§ ASSIGNMENT: Respond with the count alone after checking every line in the material below for "PathBuf".

§ DATA SUPPLIED:
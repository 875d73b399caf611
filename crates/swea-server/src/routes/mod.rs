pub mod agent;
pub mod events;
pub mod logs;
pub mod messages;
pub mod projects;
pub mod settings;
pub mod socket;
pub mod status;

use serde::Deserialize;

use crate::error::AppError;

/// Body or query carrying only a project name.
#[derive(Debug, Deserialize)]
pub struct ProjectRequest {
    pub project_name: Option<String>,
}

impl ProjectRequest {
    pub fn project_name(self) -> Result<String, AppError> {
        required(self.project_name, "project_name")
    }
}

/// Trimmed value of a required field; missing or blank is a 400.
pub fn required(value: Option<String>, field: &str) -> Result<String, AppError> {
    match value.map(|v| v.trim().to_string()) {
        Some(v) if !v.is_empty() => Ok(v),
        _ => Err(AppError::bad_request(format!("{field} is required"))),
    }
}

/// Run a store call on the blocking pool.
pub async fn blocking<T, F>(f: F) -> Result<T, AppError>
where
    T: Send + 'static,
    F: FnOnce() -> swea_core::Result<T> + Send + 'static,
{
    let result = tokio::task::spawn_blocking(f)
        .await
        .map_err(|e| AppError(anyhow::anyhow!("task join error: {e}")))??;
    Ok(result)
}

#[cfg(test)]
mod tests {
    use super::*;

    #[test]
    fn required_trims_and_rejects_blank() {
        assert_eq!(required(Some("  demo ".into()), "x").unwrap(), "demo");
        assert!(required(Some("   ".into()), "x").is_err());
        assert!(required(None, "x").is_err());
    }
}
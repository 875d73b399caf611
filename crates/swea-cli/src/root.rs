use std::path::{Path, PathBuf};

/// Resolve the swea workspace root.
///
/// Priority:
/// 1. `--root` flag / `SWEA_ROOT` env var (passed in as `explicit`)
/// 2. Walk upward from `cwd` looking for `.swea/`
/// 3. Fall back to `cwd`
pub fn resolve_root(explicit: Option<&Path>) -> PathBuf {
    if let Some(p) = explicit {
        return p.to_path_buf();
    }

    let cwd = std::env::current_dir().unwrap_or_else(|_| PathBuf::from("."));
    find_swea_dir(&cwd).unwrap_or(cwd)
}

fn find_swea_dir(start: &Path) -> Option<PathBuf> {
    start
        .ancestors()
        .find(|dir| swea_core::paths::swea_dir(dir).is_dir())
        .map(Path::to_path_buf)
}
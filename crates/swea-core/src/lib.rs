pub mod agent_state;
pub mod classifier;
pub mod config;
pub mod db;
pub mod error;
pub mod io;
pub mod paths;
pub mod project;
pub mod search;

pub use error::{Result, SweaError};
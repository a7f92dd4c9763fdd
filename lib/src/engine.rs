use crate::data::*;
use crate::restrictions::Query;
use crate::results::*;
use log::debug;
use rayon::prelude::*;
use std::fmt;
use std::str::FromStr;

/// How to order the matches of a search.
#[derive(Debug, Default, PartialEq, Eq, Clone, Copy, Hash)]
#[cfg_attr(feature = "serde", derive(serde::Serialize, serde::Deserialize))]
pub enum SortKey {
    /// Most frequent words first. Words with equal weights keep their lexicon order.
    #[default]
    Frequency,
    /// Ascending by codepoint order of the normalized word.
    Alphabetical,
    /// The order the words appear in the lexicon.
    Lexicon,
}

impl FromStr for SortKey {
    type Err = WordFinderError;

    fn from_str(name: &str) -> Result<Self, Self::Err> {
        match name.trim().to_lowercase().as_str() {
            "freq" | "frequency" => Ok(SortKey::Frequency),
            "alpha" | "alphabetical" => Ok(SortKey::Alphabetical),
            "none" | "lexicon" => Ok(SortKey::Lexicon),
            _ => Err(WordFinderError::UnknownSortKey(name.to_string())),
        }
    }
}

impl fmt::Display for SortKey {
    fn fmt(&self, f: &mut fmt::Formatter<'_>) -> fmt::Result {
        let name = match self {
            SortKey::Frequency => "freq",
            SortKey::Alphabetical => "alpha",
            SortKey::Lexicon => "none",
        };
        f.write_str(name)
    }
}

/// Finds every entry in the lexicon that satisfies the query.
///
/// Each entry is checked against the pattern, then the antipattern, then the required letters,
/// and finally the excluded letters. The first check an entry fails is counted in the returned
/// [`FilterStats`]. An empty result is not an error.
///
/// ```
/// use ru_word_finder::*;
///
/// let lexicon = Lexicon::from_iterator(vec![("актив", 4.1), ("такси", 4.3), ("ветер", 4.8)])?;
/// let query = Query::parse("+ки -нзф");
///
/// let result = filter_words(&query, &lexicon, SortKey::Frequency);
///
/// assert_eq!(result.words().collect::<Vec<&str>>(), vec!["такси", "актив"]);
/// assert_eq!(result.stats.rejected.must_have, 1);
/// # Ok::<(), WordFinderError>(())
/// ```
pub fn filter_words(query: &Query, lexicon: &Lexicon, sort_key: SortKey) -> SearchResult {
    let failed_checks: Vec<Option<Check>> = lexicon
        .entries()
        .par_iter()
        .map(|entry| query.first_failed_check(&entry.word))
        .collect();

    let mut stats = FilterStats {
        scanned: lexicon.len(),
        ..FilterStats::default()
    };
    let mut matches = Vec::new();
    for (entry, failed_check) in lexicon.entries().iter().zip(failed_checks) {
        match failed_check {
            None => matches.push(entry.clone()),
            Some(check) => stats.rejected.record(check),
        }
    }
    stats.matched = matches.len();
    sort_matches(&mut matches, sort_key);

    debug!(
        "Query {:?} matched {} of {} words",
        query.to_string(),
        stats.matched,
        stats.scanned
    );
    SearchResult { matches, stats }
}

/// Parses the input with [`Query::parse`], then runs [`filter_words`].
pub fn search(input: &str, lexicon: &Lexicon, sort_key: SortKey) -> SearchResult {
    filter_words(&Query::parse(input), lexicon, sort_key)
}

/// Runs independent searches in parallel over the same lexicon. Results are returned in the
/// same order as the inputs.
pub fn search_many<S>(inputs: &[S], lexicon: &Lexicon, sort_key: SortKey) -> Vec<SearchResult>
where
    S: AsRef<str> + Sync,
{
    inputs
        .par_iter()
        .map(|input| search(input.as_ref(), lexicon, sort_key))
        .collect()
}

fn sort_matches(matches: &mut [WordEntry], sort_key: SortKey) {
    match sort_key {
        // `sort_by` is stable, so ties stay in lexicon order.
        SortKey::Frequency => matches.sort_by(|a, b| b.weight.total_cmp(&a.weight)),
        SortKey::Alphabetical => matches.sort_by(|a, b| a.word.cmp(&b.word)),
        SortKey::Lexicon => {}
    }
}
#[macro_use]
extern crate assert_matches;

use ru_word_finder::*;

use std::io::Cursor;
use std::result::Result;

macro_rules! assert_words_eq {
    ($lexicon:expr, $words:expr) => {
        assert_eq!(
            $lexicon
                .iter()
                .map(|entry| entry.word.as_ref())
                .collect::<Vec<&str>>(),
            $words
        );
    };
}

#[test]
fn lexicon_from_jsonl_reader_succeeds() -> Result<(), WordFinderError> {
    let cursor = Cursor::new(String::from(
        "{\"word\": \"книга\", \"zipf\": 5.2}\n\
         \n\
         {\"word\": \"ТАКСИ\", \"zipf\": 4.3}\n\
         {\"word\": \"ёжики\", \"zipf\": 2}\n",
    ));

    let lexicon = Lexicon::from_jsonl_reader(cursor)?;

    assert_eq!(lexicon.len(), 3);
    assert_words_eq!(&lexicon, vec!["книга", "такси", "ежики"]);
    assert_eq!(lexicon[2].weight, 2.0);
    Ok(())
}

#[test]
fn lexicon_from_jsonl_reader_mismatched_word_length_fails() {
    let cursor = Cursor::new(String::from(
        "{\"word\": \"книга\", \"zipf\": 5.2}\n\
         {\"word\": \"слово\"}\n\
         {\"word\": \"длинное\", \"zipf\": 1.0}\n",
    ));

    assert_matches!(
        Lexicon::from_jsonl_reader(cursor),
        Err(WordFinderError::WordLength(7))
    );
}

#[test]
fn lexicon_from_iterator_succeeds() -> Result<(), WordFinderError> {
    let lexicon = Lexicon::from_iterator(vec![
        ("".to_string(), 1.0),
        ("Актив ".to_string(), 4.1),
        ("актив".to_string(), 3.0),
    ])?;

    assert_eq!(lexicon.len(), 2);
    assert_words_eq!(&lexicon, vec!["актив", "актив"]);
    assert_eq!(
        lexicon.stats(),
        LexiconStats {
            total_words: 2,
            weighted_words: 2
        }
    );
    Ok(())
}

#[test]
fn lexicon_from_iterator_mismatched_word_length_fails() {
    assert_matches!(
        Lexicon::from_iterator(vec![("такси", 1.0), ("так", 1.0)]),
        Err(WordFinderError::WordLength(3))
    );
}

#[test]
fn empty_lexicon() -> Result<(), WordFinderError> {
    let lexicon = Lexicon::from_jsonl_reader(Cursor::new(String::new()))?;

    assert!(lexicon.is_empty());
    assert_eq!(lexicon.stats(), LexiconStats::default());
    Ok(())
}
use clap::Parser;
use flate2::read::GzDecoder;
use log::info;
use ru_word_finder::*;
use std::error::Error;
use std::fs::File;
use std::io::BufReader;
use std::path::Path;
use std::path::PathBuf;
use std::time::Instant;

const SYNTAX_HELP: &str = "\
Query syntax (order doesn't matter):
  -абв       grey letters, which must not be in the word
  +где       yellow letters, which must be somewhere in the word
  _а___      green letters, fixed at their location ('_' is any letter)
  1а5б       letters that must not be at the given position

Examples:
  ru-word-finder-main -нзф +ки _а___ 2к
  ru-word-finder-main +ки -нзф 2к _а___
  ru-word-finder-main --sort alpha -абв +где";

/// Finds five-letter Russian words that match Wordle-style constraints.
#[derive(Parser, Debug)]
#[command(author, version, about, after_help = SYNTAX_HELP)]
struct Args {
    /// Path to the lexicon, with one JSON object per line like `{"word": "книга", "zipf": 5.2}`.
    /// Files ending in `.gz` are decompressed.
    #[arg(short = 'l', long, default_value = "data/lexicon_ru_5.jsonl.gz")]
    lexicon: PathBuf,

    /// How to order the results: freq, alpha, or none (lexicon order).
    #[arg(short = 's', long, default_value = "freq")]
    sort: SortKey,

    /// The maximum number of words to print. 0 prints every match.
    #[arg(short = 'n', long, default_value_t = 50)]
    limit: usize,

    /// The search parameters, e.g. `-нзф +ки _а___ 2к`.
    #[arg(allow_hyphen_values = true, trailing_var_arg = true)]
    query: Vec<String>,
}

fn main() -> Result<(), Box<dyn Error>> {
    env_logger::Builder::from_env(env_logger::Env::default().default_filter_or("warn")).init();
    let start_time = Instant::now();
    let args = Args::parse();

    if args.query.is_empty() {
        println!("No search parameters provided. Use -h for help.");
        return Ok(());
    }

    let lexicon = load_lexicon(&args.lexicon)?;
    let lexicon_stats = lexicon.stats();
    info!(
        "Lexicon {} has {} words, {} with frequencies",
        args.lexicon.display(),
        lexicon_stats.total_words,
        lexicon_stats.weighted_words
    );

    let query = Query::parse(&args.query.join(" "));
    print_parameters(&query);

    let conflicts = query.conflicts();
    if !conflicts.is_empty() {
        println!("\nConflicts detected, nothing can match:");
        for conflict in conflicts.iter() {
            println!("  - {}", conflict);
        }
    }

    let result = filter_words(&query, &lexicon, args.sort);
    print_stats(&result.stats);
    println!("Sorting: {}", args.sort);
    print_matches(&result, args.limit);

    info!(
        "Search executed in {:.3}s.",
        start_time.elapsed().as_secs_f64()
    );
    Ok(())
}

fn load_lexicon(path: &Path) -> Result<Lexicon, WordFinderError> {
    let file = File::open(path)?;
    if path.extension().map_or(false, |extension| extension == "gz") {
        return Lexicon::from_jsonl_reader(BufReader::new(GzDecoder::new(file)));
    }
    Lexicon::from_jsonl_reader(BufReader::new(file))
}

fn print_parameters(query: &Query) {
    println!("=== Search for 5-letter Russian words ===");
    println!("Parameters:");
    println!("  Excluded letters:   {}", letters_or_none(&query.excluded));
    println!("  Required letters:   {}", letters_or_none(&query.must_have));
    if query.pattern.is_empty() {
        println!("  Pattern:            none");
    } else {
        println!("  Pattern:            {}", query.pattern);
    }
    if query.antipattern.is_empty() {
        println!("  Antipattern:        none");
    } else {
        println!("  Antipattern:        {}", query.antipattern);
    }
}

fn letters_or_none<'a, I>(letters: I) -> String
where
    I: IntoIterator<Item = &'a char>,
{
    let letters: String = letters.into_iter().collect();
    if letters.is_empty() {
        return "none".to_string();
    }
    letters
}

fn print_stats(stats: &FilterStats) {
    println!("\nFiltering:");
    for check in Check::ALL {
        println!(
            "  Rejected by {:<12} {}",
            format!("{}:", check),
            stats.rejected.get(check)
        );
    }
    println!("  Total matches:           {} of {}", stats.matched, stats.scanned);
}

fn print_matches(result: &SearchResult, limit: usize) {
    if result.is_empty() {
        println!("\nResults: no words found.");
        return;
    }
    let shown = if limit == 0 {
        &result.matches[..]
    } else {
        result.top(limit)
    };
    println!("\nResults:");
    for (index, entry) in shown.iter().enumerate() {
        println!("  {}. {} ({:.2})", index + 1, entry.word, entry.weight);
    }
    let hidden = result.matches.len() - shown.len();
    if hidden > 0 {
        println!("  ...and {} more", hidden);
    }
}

§ THE COMPLETED TASK: 6